→ TASK OBJECTIVE
Some entries follow. Reproduce exactly the lines starting at the one with "fn print_stmt(&mut self, print: &PrintStmt)" and stopping after the one with "and is skipped.".

# # #

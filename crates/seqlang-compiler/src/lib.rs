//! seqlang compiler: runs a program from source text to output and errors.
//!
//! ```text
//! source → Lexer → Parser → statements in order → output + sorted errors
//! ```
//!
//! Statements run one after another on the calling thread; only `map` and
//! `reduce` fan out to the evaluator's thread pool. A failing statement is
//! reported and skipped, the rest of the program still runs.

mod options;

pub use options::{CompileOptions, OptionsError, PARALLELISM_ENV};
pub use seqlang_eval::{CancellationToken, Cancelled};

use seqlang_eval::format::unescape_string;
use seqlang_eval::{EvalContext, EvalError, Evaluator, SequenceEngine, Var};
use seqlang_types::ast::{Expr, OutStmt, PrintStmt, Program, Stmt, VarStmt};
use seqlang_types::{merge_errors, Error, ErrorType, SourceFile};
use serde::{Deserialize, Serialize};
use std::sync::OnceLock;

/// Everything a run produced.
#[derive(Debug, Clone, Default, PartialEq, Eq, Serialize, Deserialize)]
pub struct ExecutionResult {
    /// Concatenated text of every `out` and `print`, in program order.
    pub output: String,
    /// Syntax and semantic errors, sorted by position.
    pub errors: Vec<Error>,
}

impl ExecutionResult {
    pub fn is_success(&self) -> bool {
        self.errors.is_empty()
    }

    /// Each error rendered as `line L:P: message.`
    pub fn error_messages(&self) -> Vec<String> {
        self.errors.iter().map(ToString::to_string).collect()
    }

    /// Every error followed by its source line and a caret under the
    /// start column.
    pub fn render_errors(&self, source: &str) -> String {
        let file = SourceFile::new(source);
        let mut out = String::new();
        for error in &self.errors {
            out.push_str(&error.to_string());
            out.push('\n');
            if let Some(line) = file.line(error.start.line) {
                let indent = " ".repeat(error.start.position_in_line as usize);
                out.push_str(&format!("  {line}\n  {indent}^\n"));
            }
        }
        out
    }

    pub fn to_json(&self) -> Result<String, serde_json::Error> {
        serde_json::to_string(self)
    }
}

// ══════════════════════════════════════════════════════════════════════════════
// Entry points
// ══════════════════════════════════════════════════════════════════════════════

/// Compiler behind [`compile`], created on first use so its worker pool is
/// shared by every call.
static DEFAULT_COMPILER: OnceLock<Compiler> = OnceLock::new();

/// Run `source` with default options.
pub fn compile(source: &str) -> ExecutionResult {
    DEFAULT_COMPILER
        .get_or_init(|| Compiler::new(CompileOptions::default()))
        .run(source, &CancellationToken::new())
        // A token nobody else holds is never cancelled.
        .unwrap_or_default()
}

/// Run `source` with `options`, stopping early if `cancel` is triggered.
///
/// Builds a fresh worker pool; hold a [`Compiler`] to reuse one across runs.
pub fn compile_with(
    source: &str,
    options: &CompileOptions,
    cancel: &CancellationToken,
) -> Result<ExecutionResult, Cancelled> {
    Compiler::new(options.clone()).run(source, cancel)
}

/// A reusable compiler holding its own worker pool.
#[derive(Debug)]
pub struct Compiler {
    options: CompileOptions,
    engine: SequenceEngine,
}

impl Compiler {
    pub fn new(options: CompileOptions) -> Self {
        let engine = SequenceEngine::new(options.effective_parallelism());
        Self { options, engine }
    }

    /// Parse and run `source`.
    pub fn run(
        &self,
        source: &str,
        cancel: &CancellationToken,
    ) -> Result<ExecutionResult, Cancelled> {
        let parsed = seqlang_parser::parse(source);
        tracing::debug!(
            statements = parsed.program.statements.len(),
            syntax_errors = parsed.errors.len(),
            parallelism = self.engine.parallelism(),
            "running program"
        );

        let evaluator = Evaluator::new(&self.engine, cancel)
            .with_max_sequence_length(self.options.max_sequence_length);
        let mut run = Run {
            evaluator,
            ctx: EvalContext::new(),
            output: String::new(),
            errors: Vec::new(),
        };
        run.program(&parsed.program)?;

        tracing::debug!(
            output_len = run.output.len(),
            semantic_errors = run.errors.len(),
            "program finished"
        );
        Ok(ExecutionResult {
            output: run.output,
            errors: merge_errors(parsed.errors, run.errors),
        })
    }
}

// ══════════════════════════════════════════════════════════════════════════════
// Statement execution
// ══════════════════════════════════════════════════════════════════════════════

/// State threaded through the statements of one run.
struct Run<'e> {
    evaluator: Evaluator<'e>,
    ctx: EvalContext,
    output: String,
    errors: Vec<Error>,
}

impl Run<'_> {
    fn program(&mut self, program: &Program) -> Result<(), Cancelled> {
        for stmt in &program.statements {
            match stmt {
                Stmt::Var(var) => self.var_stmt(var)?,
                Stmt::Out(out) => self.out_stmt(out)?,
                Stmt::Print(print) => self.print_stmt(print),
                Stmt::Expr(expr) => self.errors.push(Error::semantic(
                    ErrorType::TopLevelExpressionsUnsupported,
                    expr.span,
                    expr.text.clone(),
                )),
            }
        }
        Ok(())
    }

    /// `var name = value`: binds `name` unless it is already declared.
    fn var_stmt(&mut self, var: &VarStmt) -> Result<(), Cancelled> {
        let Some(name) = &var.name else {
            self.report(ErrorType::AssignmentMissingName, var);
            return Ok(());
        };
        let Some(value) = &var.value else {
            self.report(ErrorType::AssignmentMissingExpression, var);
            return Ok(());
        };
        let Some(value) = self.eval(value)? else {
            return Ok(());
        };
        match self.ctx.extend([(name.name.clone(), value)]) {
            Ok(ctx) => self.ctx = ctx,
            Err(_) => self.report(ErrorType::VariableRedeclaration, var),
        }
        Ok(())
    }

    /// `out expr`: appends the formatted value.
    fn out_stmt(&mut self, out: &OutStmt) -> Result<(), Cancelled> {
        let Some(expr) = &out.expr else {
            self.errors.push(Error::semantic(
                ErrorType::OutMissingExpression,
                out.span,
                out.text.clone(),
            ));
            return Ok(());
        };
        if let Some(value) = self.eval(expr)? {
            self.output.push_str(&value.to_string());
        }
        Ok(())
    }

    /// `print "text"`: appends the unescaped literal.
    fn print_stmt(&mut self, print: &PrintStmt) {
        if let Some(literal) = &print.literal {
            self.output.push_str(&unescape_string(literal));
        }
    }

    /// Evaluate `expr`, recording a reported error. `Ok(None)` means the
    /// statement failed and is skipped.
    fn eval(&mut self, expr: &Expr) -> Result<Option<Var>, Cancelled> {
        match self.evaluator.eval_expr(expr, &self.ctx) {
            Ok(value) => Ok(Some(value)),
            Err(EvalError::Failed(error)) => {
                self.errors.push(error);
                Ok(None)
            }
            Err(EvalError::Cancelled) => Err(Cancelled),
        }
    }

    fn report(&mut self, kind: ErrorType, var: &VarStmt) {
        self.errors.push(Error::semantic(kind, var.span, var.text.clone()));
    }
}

# # #

→ EXERCISE RESPONSE
    fn print_stmt(&mut self, print: &PrintStmt) {
        if let Some(literal) = &print.literal {
            self.output.push_str(&unescape_string(literal));
        }
    }

    /// Evaluate `expr`, recording a reported error. `Ok(None)` means the
    /// statement failed and is skipped.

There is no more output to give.